Each line below must be printed again exactly.
....
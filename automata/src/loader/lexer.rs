use crate::automatan::{Alphabet, Symbol};
use crate::loader::{Span, Spanned};

#[derive(Clone, Copy, Hash, PartialEq, Eq, Debug)]
pub enum Error {
    InvalidChar(char),
}

/// Splits an input into alphabet symbols. Nothing is skipped, whitespace
/// included.
#[derive(Clone, Copy, Debug)]
pub struct Lexer<'a> {
    input: &'a str,
    alphabet: &'a Alphabet,
    position: usize,
}

impl<'a> Lexer<'a> {
    pub fn new(input: &'a str, alphabet: &'a Alphabet) -> Self {
        Self {
            input,
            alphabet,
            position: 0,
        }
    }

    fn consume(&mut self) -> Option<char> {
        let next = self.input.get(self.position..)?.chars().next()?;
        self.position += next.len_utf8();
        Some(next)
    }
}

impl<'a> Iterator for Lexer<'a> {
    type Item = Spanned<Result<Symbol, Error>>;

    fn next(&mut self) -> Option<Self::Item> {
        let start = self.position;
        let char = self.consume()?;
        let span = Span(start, self.position);
        Some(match self.alphabet.letter(char) {
            Some(symbol) => Spanned(Ok(symbol), span),
            None => Spanned(Err(Error::InvalidChar(char)), span),
        })
    }
}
....
Written reply:
filename automata/src/loader/lexer.rs
use crate::automatan::{Alphabet, Symbol};
use crate::loader::{Span, Spanned};

#[derive(Clone, Copy, Hash, PartialEq, Eq, Debug)]
pub enum Error {
    InvalidChar(char),
}

/// Splits an input into alphabet symbols. Nothing is skipped, whitespace
/// included.
#[derive(Clone, Copy, Debug)]
pub struct Lexer<'a> {
    input: &'a str,
    alphabet: &'a Alphabet,
    position: usize,
}

impl<'a> Lexer<'a> {
    pub fn new(input: &'a str, alphabet: &'a Alphabet) -> Self {
        Self {
            input,
            alphabet,
            position: 0,
        }
    }

    fn consume(&mut self) -> Option<char> {
        let next = self.input.get(self.position..)?.chars().next()?;
        self.position += next.len_utf8();
        Some(next)
    }
}

impl<'a> Iterator for Lexer<'a> {
    type Item = Spanned<Result<Symbol, Error>>;

    fn next(&mut self) -> Option<Self::Item> {
        let start = self.position;
        let char = self.consume()?;
        let span = Span(start, self.position);
        Some(match self.alphabet.letter(char) {
            Some(symbol) => Spanned(Ok(symbol), span),
            None => Spanned(Err(Error::InvalidChar(char)), span),
        })
    }
}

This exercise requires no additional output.